Problem description:
Please copy out every line in the records below that includes the word "misses".

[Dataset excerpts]
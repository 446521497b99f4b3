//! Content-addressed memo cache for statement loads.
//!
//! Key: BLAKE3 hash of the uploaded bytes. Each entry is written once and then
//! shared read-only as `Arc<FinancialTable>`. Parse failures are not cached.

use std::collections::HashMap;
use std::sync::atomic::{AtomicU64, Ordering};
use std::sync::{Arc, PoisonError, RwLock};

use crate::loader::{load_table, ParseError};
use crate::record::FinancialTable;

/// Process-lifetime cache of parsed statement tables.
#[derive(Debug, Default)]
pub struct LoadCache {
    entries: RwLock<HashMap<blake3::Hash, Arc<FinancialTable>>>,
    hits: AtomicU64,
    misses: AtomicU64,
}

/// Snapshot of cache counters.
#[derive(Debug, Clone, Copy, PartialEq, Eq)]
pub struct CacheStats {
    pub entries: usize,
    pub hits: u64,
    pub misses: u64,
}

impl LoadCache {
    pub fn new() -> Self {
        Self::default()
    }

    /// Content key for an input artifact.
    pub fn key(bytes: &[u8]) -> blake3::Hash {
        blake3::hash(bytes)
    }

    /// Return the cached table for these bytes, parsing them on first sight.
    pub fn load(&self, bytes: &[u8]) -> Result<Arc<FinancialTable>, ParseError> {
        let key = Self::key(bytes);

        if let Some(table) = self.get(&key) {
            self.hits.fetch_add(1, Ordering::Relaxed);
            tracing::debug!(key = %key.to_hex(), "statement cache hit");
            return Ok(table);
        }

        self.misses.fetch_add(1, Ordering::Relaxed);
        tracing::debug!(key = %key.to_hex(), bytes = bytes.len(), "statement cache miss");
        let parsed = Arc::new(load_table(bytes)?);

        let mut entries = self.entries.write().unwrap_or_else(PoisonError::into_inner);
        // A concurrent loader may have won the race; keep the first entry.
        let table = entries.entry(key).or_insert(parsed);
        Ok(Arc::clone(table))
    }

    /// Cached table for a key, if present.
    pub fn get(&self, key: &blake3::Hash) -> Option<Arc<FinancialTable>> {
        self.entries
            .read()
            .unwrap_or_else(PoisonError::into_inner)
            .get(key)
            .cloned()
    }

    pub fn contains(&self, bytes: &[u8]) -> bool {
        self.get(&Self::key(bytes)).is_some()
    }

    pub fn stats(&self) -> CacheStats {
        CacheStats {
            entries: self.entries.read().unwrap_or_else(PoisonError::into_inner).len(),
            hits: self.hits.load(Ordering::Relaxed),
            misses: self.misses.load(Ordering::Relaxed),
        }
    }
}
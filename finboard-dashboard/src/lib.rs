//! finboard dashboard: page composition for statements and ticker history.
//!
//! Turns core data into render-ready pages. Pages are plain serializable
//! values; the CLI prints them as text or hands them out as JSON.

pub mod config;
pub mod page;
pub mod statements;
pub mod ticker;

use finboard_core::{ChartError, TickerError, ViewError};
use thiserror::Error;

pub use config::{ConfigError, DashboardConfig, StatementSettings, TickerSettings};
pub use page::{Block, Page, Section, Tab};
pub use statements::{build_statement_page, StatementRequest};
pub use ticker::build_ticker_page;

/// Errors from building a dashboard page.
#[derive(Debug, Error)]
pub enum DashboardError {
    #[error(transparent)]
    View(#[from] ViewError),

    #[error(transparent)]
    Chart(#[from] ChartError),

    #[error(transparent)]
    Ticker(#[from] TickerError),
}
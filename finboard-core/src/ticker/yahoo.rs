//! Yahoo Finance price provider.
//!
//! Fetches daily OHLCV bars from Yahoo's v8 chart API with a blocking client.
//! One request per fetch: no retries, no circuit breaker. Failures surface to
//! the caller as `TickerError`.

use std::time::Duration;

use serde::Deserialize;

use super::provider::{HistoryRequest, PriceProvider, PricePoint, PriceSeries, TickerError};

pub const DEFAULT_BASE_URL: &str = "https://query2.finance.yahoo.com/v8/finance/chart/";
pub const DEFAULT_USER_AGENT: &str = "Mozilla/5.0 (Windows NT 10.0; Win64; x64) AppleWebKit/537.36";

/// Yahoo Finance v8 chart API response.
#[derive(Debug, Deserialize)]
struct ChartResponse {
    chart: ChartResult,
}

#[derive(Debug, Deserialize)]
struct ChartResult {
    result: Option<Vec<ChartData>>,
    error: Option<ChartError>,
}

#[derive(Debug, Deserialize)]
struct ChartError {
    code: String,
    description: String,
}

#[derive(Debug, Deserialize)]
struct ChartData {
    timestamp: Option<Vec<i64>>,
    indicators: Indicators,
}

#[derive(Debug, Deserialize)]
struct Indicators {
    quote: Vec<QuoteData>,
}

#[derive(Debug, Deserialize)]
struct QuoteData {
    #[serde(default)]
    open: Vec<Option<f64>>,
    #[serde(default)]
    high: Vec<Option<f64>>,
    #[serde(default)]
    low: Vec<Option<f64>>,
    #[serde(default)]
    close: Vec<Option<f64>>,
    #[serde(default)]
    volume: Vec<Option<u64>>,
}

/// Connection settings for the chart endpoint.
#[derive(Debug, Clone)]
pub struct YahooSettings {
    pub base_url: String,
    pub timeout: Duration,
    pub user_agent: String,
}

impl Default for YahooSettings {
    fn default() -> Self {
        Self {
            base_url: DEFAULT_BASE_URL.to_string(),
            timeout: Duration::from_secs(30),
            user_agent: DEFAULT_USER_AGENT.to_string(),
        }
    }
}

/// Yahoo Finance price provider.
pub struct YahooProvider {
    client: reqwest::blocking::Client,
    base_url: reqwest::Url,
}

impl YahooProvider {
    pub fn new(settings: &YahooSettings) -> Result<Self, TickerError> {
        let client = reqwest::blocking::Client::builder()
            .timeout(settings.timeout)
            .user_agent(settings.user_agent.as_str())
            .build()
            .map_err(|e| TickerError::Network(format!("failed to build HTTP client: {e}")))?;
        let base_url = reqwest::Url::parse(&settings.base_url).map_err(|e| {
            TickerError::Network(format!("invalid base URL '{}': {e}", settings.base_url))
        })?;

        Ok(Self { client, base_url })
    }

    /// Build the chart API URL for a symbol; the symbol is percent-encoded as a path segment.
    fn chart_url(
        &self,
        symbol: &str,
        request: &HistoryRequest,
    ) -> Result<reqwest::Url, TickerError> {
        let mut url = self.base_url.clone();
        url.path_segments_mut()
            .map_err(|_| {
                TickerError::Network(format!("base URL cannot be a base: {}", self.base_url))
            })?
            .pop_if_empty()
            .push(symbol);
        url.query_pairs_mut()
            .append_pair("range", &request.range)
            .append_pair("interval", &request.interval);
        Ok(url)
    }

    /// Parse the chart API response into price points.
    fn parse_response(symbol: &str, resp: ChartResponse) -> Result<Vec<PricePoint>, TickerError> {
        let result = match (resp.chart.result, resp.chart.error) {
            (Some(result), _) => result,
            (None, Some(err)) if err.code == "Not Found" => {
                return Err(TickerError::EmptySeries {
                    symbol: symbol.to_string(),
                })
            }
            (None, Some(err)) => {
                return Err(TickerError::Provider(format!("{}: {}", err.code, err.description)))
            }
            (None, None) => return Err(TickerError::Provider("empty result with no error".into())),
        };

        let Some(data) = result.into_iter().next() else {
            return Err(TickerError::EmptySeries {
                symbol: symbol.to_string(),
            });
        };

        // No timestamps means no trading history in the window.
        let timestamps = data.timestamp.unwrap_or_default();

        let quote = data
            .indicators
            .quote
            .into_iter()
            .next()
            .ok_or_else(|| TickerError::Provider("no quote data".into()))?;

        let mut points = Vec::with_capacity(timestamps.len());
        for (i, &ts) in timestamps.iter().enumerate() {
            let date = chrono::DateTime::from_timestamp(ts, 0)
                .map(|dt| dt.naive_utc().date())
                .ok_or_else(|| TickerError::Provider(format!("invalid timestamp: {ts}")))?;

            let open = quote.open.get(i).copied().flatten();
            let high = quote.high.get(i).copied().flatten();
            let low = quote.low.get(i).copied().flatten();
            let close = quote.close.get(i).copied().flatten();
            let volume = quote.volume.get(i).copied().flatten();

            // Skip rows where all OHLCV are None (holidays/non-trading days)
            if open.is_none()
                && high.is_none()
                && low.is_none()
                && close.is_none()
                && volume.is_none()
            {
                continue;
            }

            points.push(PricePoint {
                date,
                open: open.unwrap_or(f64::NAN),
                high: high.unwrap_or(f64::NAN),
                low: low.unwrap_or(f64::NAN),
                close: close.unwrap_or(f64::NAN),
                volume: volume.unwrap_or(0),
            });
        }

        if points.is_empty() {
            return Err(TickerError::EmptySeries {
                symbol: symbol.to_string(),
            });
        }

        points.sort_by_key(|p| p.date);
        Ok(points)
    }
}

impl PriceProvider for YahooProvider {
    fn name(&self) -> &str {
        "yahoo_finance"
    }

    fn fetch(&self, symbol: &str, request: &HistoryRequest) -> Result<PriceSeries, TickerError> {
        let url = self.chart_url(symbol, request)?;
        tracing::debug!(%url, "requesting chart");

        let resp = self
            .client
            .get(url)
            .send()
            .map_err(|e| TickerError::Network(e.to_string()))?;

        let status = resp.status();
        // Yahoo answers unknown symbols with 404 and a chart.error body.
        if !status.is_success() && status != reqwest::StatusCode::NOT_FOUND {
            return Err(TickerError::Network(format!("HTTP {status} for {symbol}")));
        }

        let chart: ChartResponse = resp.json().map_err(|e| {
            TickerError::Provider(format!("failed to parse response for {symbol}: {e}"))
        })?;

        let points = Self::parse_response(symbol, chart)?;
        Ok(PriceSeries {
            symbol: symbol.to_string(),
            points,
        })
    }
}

Your response:
    misses: AtomicU64,
    pub misses: u64,
        self.misses.fetch_add(1, Ordering::Relaxed);
            misses: self.misses.load(Ordering::Relaxed),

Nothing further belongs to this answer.